Lihat ke Halaman Asli

Sebelum Habis 21 April 2017

Diperbarui: 22 April 2017   08:00

Kompasiana adalah platform blog. Konten ini menjadi tanggung jawab bloger dan tidak mewakili pandangan redaksi Kompas.

Bagikan ide kreativitasmu dalam bentuk konten di Kompasiana | Sumber gambar: Freepik

            Sama seperti judulnya, tulisan ini baru saya buat malam ini juga, sebelum habis 21 April 2017, seperti dikejar deadline saja ya. Saya nggak mau nunggu sampai tahun depan, momen satu tahun sekali ini sudah sepatutnya kita apresiasi. Sebetulnya beberapa tulisan bertemakan “Hari Kartini” sudah nongkrongin PC saya dari beberapa bulan yang lalu. Tapi entah kenapa rasanya malas sekali menyelesaikan tulisan-tulisan itu. Mungkin cukup sulit bagi saya untuk menulis dengan gaya dan bahasa yang diplomatis, niatnya sih mau bikin artikel yang ‘agak berat’. Tapi apalah daya, alhasil malah tulisan ini yang nampang di timeline kompasiana. Dengan bahasa yang santai dan agak ngawur, saya ingin mengutarakan unek-unek tentang gerakan yang luar biasa dahsyatnya yakni yang biasa kita sebut dengan “Emansipasi”.

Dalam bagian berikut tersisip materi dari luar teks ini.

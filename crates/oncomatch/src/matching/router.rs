use std::sync::Arc;

use axum::{
    extract::State,
    http::StatusCode,
    routing::{delete, post},
    Json, Router,
};
use serde::{Deserialize, Serialize};

use super::domain::{PatientProfile, ProtocolId};
use super::eligibility::EligibilityAssessment;
use super::engine::{MatchingEngine, MatchingRequest, MatchingResult};
use super::repository::ProtocolRepository;
use crate::config::CriterionWeights;
use crate::error::AppError;

/// Body for the single-protocol endpoints.
#[derive(Debug, Clone, Deserialize)]
pub struct ProtocolEvaluationRequest {
    pub patient: PatientProfile,
    pub protocol_id: ProtocolId,
    #[serde(default)]
    pub weights: Option<CriterionWeights>,
}

#[derive(Debug, Clone, Serialize, Deserialize)]
pub struct MatchScoreView {
    pub protocol_id: ProtocolId,
    pub match_score: f64,
}

/// Router builder exposing the matching engine over HTTP.
pub fn matching_router<R>(engine: Arc<MatchingEngine<R>>) -> Router
where
    R: ProtocolRepository + 'static,
{
    Router::new()
        .route("/api/v1/matching/protocols", post(match_handler::<R>))
        .route("/api/v1/matching/eligibility", post(eligibility_handler::<R>))
        .route("/api/v1/matching/score", post(score_handler::<R>))
        .route("/api/v1/matching/cache", delete(clear_cache_handler::<R>))
        .with_state(engine)
}

pub(crate) async fn match_handler<R>(
    State(engine): State<Arc<MatchingEngine<R>>>,
    Json(request): Json<MatchingRequest>,
) -> Result<Json<Vec<MatchingResult>>, AppError>
where
    R: ProtocolRepository + 'static,
{
    let results = engine.find_matching_protocols(&request).await?;
    Ok(Json(results))
}

pub(crate) async fn eligibility_handler<R>(
    State(engine): State<Arc<MatchingEngine<R>>>,
    Json(request): Json<ProtocolEvaluationRequest>,
) -> Result<Json<EligibilityAssessment>, AppError>
where
    R: ProtocolRepository + 'static,
{
    let protocol = engine.fetch_protocol(&request.protocol_id).await?;
    Ok(Json(engine.assess_eligibility(&request.patient, &protocol)))
}

pub(crate) async fn score_handler<R>(
    State(engine): State<Arc<MatchingEngine<R>>>,
    Json(request): Json<ProtocolEvaluationRequest>,
) -> Result<Json<MatchScoreView>, AppError>
where
    R: ProtocolRepository + 'static,
{
    let protocol = engine.fetch_protocol(&request.protocol_id).await?;
    let match_score =
        engine.calculate_match_score(&request.patient, &protocol, request.weights.as_ref())?;
    Ok(Json(MatchScoreView {
        protocol_id: protocol.id,
        match_score,
    }))
}

pub(crate) async fn clear_cache_handler<R>(
    State(engine): State<Arc<MatchingEngine<R>>>,
) -> StatusCode
where
    R: ProtocolRepository + 'static,
{
    engine.clear_cache();
    StatusCode::NO_CONTENT
}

            Emansipasi diartikan sebagai persamaan hak antara kaum perempuan dengan kaum pria dalam berbagai aspek kehidupan. Berawal dari kumpulan surat R.A Kartini yang menceritakan kehidupannya sebagai seorang perempuan yang terbelenggu dan merasa terkurung di dalam rumahnya sendiri. Tulisan Kartini ini rupanya mewakili sebagian besar suara perempuan di Indonesia pada awal masa penjajahan, sehingga lahirlah gerakan emansipasi. Dengan dicetuskannya gerakan emansipasi, kehidupan perempuan di negeri ini mengalami banyak perubahan. Mereka diberi hak dan kebebasan yang sama dengan kaum pria, mereka boleh keluar rumah, pergi sekolah, ke pasar, bekerja, dan berbagai kegiatan lainnya. Melalui gerakan emansipasi perempuan diharapkan menjadi sosok yang lebih cerdas, kuat, mandiri, berkarakter, dan berdaulat.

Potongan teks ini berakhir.